Aside from requiring support for H.264, the DASH-AVC/264 guidelines define other essential interoperability requirements such as support for the HE-AAC v2 audio codec, ISO base media file format, SMPTE-TT subtitle format, and MPEG Common Encryption for content protection (DRM).

“The Common Encryption element is particularly interesting because it enables competing DRM technologies such as Microsoft PlayReady, Adobe Access, and Widevine to be used inclusively without locking customers into a particular digital store,” writes Zambelli. “DASH-AVC/264 provides the details desperately needed by the industry to adopt MPEG-DASH and is expected to gain significant traction over the next one to two years.”

Digital Rapids’ Nann says he expects to see increased adoption in 2013 with “considerably more pilot projects as well as commercial deployments,” with growing device support (particularly for consumer viewing devices). “The client device support is going to be one of the biggest factors in how quickly MPEG-DASH rolls out,” says Nann.

Telestream, Inc. product marketing director John Pallett concurs: “The primary driver for adoption will be the player technology to support it.
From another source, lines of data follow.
//! Shared database service wrapper used by the sync engine, the responder and the CLI.

use std::path::{Path, PathBuf};
use std::sync::Arc;

use tokio::sync::{Mutex, MutexGuard};

use crate::db::{Database, LibSqlNoteRepository, NoteRepository};
use crate::identity::{Fingerprint, TrustDecision, TrustStore};
use crate::ledger::{ChangeLedger, ChangePage};
use crate::merge::{ConflictRepository, MergeContext, MergeEngine};
use crate::models::{
    Attachment, AttachmentId, ChangeRecord, Conflict, ConflictId, DeviceId, EntityType, Note,
    NoteId, NoteTag, Peer, PeerRegistration, RecordResult, ResolutionChoice, Tag, TagId,
};
use crate::peers::PeerRegistry;
use crate::{Error, Result};

/// Thread-safe service for DB and repository operations.
///
/// All writes go through one connection behind an async mutex, so they are
/// serialized per database.
#[derive(Clone)]
pub struct DatabaseService {
    db: Arc<Mutex<Database>>,
    db_path: Option<PathBuf>,
}

impl DatabaseService {
    /// Open a database service at the given filesystem path.
    ///
    /// A file that is not a database is moved aside and a fresh one created.
    pub async fn open_path(db_path: impl Into<PathBuf>) -> Result<Self> {
        let db_path = db_path.into();
        if let Some(parent) = db_path.parent().filter(|p| !p.as_os_str().is_empty()) {
            std::fs::create_dir_all(parent)?;
        }

        let db = match Database::open(&db_path).await {
            Ok(db) => db,
            Err(error) if Self::is_corrupted_db_error(&error) => {
                tracing::warn!(
                    "Local DB at {} is unreadable: {}. Moving it aside and starting fresh.",
                    db_path.display(),
                    error
                );
                Self::quarantine_corrupted_db_files(&db_path)?;
                Database::open(&db_path).await?
            }
            Err(error) => return Err(error),
        };
        Ok(Self {
            db: Arc::new(Mutex::new(db)),
            db_path: Some(db_path),
        })
    }

    /// Open an in-memory database service (primarily for tests).
    pub async fn open_in_memory() -> Result<Self> {
        let db = Database::open_in_memory().await?;
        Ok(Self {
            db: Arc::new(Mutex::new(db)),
            db_path: None,
        })
    }

    pub fn db_path(&self) -> Option<&Path> {
        self.db_path.as_deref()
    }

    /// Exclusive access to the database for multi-step work.
    pub async fn lock(&self) -> MutexGuard<'_, Database> {
        self.db.lock().await
    }

    fn is_corrupted_db_error(error: &crate::Error) -> bool {
        error
            .to_string()
            .to_ascii_lowercase()
            .contains("file is not a database")
    }

    fn quarantine_corrupted_db_files(db_path: &Path) -> Result<()> {
        if db_path.exists() {
            let timestamp = chrono::Utc::now().timestamp_millis();
            let base_name = db_path
                .file_name()
                .and_then(|name| name.to_str())
                .unwrap_or("grove.db");
            let backup_path = db_path.with_file_name(format!("{base_name}.corrupt-{timestamp}"));

            std::fs::rename(db_path, &backup_path)?;
            tracing::warn!(
                "Moved corrupted local DB file from {} to {}",
                db_path.display(),
                backup_path.display()
            );
        }

        for suffix in ["-wal", "-shm"] {
            let Some(name) = db_path.file_name().and_then(|name| name.to_str()) else {
                break;
            };
            let sidecar = db_path.with_file_name(format!("{name}{suffix}"));
            if sidecar.exists() {
                std::fs::remove_file(&sidecar)?;
                tracing::warn!("Removed stale DB sidecar {}", sidecar.display());
            }
        }

        Ok(())
    }

    // Notes, tags and attachments

    /// List live notes, most recently modified first.
    pub async fn list_notes(&self, limit: usize, offset: usize) -> Result<Vec<Note>> {
        let db = self.db.lock().await;
        LibSqlNoteRepository::new(db.connection())
            .list(limit, offset)
            .await
    }

    pub async fn get_note(&self, id: &NoteId) -> Result<Option<Note>> {
        let db = self.db.lock().await;
        LibSqlNoteRepository::new(db.connection()).get(id).await
    }

    pub async fn create_note(&self, content: &str) -> Result<Note> {
        let db = self.db.lock().await;
        LibSqlNoteRepository::new(db.connection())
            .create(content)
            .await
    }

    pub async fn update_note(&self, id: &NoteId, content: &str) -> Result<Note> {
        let db = self.db.lock().await;
        LibSqlNoteRepository::new(db.connection())
            .update(id, content)
            .await
    }

    /// Tombstone a note.
    pub async fn delete_note(&self, id: &NoteId) -> Result<()> {
        let db = self.db.lock().await;
        LibSqlNoteRepository::new(db.connection()).delete(id).await
    }

    pub async fn create_tag(&self, name: &str, parent_id: Option<TagId>) -> Result<Tag> {
        let db = self.db.lock().await;
        LibSqlNoteRepository::new(db.connection())
            .create_tag(name, parent_id)
            .await
    }

    pub async fn list_tags(&self) -> Result<Vec<Tag>> {
        let db = self.db.lock().await;
        LibSqlNoteRepository::new(db.connection()).list_tags().await
    }

    pub async fn tag_note(&self, note_id: &NoteId, tag_id: &TagId) -> Result<NoteTag> {
        let db = self.db.lock().await;
        LibSqlNoteRepository::new(db.connection())
            .tag_note(note_id, tag_id)
            .await
    }

    pub async fn untag_note(&self, note_id: &NoteId, tag_id: &TagId) -> Result<()> {
        let db = self.db.lock().await;
        LibSqlNoteRepository::new(db.connection())
            .untag_note(note_id, tag_id)
            .await
    }

    pub async fn add_attachment(&self, attachment: &Attachment) -> Result<Attachment> {
        let db = self.db.lock().await;
        LibSqlNoteRepository::new(db.connection())
            .add_attachment(attachment)
            .await
    }

    pub async fn delete_attachment(&self, id: &AttachmentId) -> Result<()> {
        let db = self.db.lock().await;
        LibSqlNoteRepository::new(db.connection())
            .delete_attachment(id)
            .await
    }

    // Change ledger and merge engine

    pub async fn changes_page(
        &self,
        entity_type: EntityType,
        since: i64,
        limit: usize,
        origin: DeviceId,
    ) -> Result<ChangePage> {
        let db = self.db.lock().await;
        ChangeLedger::new(db.connection())
            .with_origin(origin)
            .changes_page(entity_type, since, limit)
            .await
    }

    /// Changes across all entity types since `since`, or everything for `None`.
    pub async fn outgoing_changes(
        &self,
        since: Option<i64>,
        origin: DeviceId,
    ) -> Result<Vec<ChangeRecord>> {
        let db = self.db.lock().await;
        ChangeLedger::new(db.connection())
            .with_origin(origin)
            .outgoing_changes(since)
            .await
    }

    pub async fn apply_batch(
        &self,
        records: Vec<ChangeRecord>,
        context: &MergeContext,
    ) -> Result<Vec<RecordResult>> {
        let db = self.db.lock().await;
        MergeEngine::new(db.connection())
            .apply_batch(records, context)
            .await
    }

    /// Apply a batch on a spawned task.
    ///
    /// The transaction always commits or rolls back, even if the caller's
    /// future is dropped mid-apply.
    pub async fn apply_batch_detached(
        &self,
        records: Vec<ChangeRecord>,
        context: MergeContext,
    ) -> Result<Vec<RecordResult>> {
        let service = self.clone();
        tokio::spawn(async move { service.apply_batch(records, &context).await })
            .await
            .map_err(|error| Error::Database(format!("apply task failed: {error}")))?
    }

    pub async fn list_conflicts(&self, include_resolved: bool) -> Result<Vec<Conflict>> {
        let db = self.db.lock().await;
        ConflictRepository::new(db.connection())
            .list(include_resolved)
            .await
    }

    pub async fn resolve_conflict(
        &self,
        id: &ConflictId,
        choice: ResolutionChoice,
    ) -> Result<Conflict> {
        let db = self.db.lock().await;
        MergeEngine::new(db.connection()).resolve(id, choice).await
    }

    // Peer registry

    pub async fn list_peers(&self) -> Result<Vec<Peer>> {
        let db = self.db.lock().await;
        PeerRegistry::new(db.connection()).list().await
    }

    pub async fn get_peer(&self, peer_id: &DeviceId) -> Result<Option<Peer>> {
        let db = self.db.lock().await;
        PeerRegistry::new(db.connection()).get(peer_id).await
    }

    pub async fn require_peer(&self, peer_id: &DeviceId) -> Result<Peer> {
        let db = self.db.lock().await;
        PeerRegistry::new(db.connection()).require(peer_id).await
    }

    pub async fn register_peer(
        &self,
        registration: PeerRegistration,
        local_device: Option<DeviceId>,
    ) -> Result<Peer> {
        let db = self.db.lock().await;
        PeerRegistry::new(db.connection())
            .register(registration, local_device)
            .await
    }

    pub async fn seed_peers(
        &self,
        seeds: &[PeerRegistration],
        local_device: Option<DeviceId>,
    ) -> Result<usize> {
        let db = self.db.lock().await;
        PeerRegistry::new(db.connection())
            .seed(seeds, local_device)
            .await
    }

    pub async fn remove_peer(&self, peer_id: &DeviceId) -> Result<()> {
        let db = self.db.lock().await;
        PeerRegistry::new(db.connection()).remove(peer_id).await
    }

    pub async fn advance_watermark(&self, peer_id: &DeviceId, round_started_at: i64) -> Result<()> {
        let db = self.db.lock().await;
        PeerRegistry::new(db.connection())
            .advance_watermark(peer_id, round_started_at)
            .await
    }

    /// Note that `device_id` finished a round it started against this device.
    pub async fn record_inbound_round(
        &self,
        device_id: &DeviceId,
        device_name: &str,
        round_started_at: i64,
    ) -> Result<bool> {
        let db = self.db.lock().await;
        PeerRegistry::new(db.connection())
            .record_inbound_round(device_id, device_name, round_started_at)
            .await
    }

    pub async fn reset_watermark(&self, peer_id: &DeviceId) -> Result<()> {
        let db = self.db.lock().await;
        PeerRegistry::new(db.connection())
            .reset_watermark(peer_id)
            .await
    }

    /// Check a presented certificate against the peer's pin, pinning on first contact.
    pub async fn verify_peer(&self, peer: &Peer, presented: &Fingerprint) -> Result<TrustDecision> {
        let db = self.db.lock().await;
        TrustStore::new(db.connection())
            .verify_peer(peer, presented)
            .await
    }
}
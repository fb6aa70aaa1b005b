//! HTTP(S) front of the sync responder.

use std::net::SocketAddr;
use std::sync::Arc;
use std::time::Duration;

use axum::extract::{DefaultBodyLimit, Query, State};
use axum::http::{HeaderMap, StatusCode};
use axum::response::{IntoResponse, Response};
use axum::routing::{get, post};
use axum::{Json, Router};
use axum_server::tls_rustls::RustlsConfig;
use axum_server::Handle;
use serde::Serialize;
use tokio::task::JoinHandle;
use tower_http::trace::TraceLayer;

use crate::error::{Error, Result};
use crate::models::DeviceId;

use super::tls::server_config;
use super::{
    ApplyRequest, ApplyResponse, ChangesPage, ChangesQuery, FullSnapshot, HandshakeRequest,
    HandshakeResponse, StatusResponse, SyncResponder, DEVICE_ID_HEADER,
};

/// Upper bound on request bodies; apply batches carry full note bodies.
const MAX_BODY_BYTES: usize = 64 * 1024 * 1024;

const SHUTDOWN_GRACE: Duration = Duration::from_secs(5);

/// Where and how to listen.
#[derive(Debug, Clone, Copy, PartialEq, Eq)]
pub struct ServerOptions {
    pub bind_addr: SocketAddr,
    pub tls: bool,
}

/// Error wrapper that renders core errors as protocol responses.
#[derive(Debug)]
struct ServerError(Error);

impl From<Error> for ServerError {
    fn from(error: Error) -> Self {
        Self(error)
    }
}

#[derive(Debug, Serialize)]
struct ErrorBody {
    error: String,
}

impl IntoResponse for ServerError {
    fn into_response(self) -> Response {
        let status = match &self.0 {
            Error::Validation { .. } | Error::Protocol(_) | Error::Serialization(_) => {
                StatusCode::BAD_REQUEST
            }
            Error::Refused(_) | Error::TrustViolation { .. } => StatusCode::FORBIDDEN,
            Error::NotFound(_) => StatusCode::NOT_FOUND,
            Error::Transport(_) => StatusCode::SERVICE_UNAVAILABLE,
            _ => StatusCode::INTERNAL_SERVER_ERROR,
        };
        if status.is_server_error() {
            tracing::error!("Sync request failed: {}", self.0);
        } else {
            tracing::warn!("Sync request rejected: {}", self.0);
        }
        let body = ErrorBody {
            error: self.0.to_string(),
        };
        (status, Json(body)).into_response()
    }
}

fn caller_id(headers: &HeaderMap) -> std::result::Result<DeviceId, ServerError> {
    let raw = headers
        .get(DEVICE_ID_HEADER)
        .and_then(|value| value.to_str().ok())
        .ok_or_else(|| Error::Protocol(format!("missing {DEVICE_ID_HEADER} header")))?;
    raw.parse::<DeviceId>()
        .map_err(|_| Error::Protocol(format!("invalid {DEVICE_ID_HEADER} header: {raw}")).into())
}

/// Router exposing the `/sync/*` endpoints.
pub fn sync_router(responder: SyncResponder) -> Router {
    Router::new()
        .route("/sync/status", get(status))
        .route("/sync/handshake", post(handshake))
        .route("/sync/changes", get(changes))
        .route("/sync/apply", post(apply))
        .route("/sync/full", get(full))
        .layer(DefaultBodyLimit::max(MAX_BODY_BYTES))
        .layer(TraceLayer::new_for_http())
        .with_state(responder)
}

async fn status(State(responder): State<SyncResponder>) -> Json<StatusResponse> {
    Json(responder.status())
}

async fn handshake(
    State(responder): State<SyncResponder>,
    Json(request): Json<HandshakeRequest>,
) -> std::result::Result<Json<HandshakeResponse>, ServerError> {
    Ok(Json(responder.handshake(&request).await?))
}

async fn changes(
    State(responder): State<SyncResponder>,
    headers: HeaderMap,
    Query(query): Query<ChangesQuery>,
) -> std::result::Result<Json<ChangesPage>, ServerError> {
    let caller = caller_id(&headers)?;
    Ok(Json(responder.changes(&caller, &query).await?))
}

async fn apply(
    State(responder): State<SyncResponder>,
    Json(request): Json<ApplyRequest>,
) -> std::result::Result<Json<ApplyResponse>, ServerError> {
    Ok(Json(responder.apply(request).await?))
}

async fn full(
    State(responder): State<SyncResponder>,
    headers: HeaderMap,
) -> std::result::Result<Json<FullSnapshot>, ServerError> {
    let caller = caller_id(&headers)?;
    Ok(Json(responder.full(&caller).await?))
}

/// A server running on a background task.
pub struct RunningServer {
    local_addr: SocketAddr,
    tls: bool,
    handle: Handle,
    task: JoinHandle<std::io::Result<()>>,
}

impl RunningServer {
    pub const fn local_addr(&self) -> SocketAddr {
        self.local_addr
    }

    /// URL peers on this machine can use to reach the server.
    pub fn base_url(&self) -> String {
        let scheme = if self.tls { "https" } else { "http" };
        if self.local_addr.ip().is_unspecified() {
            format!("{scheme}://localhost:{}", self.local_addr.port())
        } else {
            format!("{scheme}://{}", self.local_addr)
        }
    }

    /// Stop accepting connections and let in-flight requests finish.
    pub fn shutdown(&self) {
        self.handle.graceful_shutdown(Some(SHUTDOWN_GRACE));
    }

    /// Wait for the server task to exit.
    pub async fn wait(self) -> Result<()> {
        self.task
            .await
            .map_err(|error| Error::Transport(format!("server task failed: {error}")))??;
        Ok(())
    }
}

/// Bind and start serving in the background; returns once the socket is bound.
pub async fn spawn_server(responder: SyncResponder, options: ServerOptions) -> Result<RunningServer> {
    let handle = Handle::new();
    let app = sync_router(responder.clone()).into_make_service();

    let task = if options.tls {
        let config = RustlsConfig::from_config(Arc::new(server_config(responder.identity())?));
        let server = axum_server::bind_rustls(options.bind_addr, config).handle(handle.clone());
        tokio::spawn(async move { server.serve(app).await })
    } else {
        tracing::warn!("Serving sync over plain HTTP");
        let server = axum_server::bind(options.bind_addr).handle(handle.clone());
        tokio::spawn(async move { server.serve(app).await })
    };

    let Some(local_addr) = handle.listening().await else {
        return match task.await {
            Ok(Err(error)) => Err(Error::Transport(format!(
                "failed to bind {}: {error}",
                options.bind_addr
            ))),
            _ => Err(Error::Transport(format!(
                "failed to bind {}",
                options.bind_addr
            ))),
        };
    };

    tracing::info!(
        addr = %local_addr,
        tls = options.tls,
        device_id = %responder.identity().device_id(),
        fingerprint = %responder.identity().fingerprint(),
        "Sync server listening"
    );
    Ok(RunningServer {
        local_addr,
        tls: options.tls,
        handle,
        task,
    })
}

/// Serve until the process is interrupted.
pub async fn serve(responder: SyncResponder, options: ServerOptions) -> Result<()> {
    let server = spawn_server(responder, options).await?;
    tokio::signal::ctrl_c().await?;
    tracing::info!("Shutting down sync server");
    server.shutdown();
    server.wait().await
}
The companies that develop players are generally working to support MPEG-DASH alongside their legacy formats. Most of the major player companies want to migrate to DASH, but real adoption will come when a major consumer product supports DASH natively. This has not yet happened, but we anticipate that it will change over the next year.”

For Peter Maag, CMO of Haivision Network Video, the value proposition is simple: “MPEG-DASH will simplify the delivery challenge if it is ubiquitously embraced. Realistically, there will always be a number of encapsulations and compression technologies required to address every device.”

The number of trials are growing and already include the world’s first large-scale test of MPEG-DASH OTT multiscreen at the 2012 London Olympics with Belgian broadcaster VRT, and the first commercial MPEG-DASH OTT multiscreen service with NAGRA and Abertis Telecom in 2012 -- both powered by Harmonic.

“Over the next years, we believe a significant amount of operators will deploy OTT and multiscreen services based on DASH,” suggests Fautier.

In an interview with Streaming Media, Kevin Towes, senior product manager at Adobe, declared 2012 as the year of DASH awareness and 2013 as the year of discovery.

“How can you attach some of these encoders and CDNs and players and devices together to really demonstrate the resiliency and the vision of what DASH is trying to present?” he said. “And then as we go through that it’s about then operationalising it, getting DASH into the hands of the consumers from a more viewable point of view.”

Elemental Technologies’ Wymbs believes the discussion will evolve in the next 12 months “to one centring on the use of MPEG-DASH as a primary distribution format from centralised locations to the edge of the network where it will then be repackaged to the destination format as required.”

Given the number of elements of the value chain that need to line up for full commercialisation -- encoders, servers, CDNs, security systems, and clients as a minimum -- significant commercial rollouts were always likely to take time.

In conclusion, while there are still hurdles to clear, DASH is clearly on the path toward widespread adoption, especially now that DASH-AVC/264 has been approved. According to contributing editor Tim Siglin: “If there is some form of rationalisation between HLS and DASH, including the ability to include Apple’s DRM scheme in the Common Encryption Scheme, we might just note 2013 not only as the beginning of true online video delivery growth but also as the point at which cable and satellite providers begin to pay attention to delivery to all devices -- including set-top boxes -- for a true TV Everywhere experience.”

This article appeared in the autumn 2013 Streaming Media European Edition as "DASHing to the Future."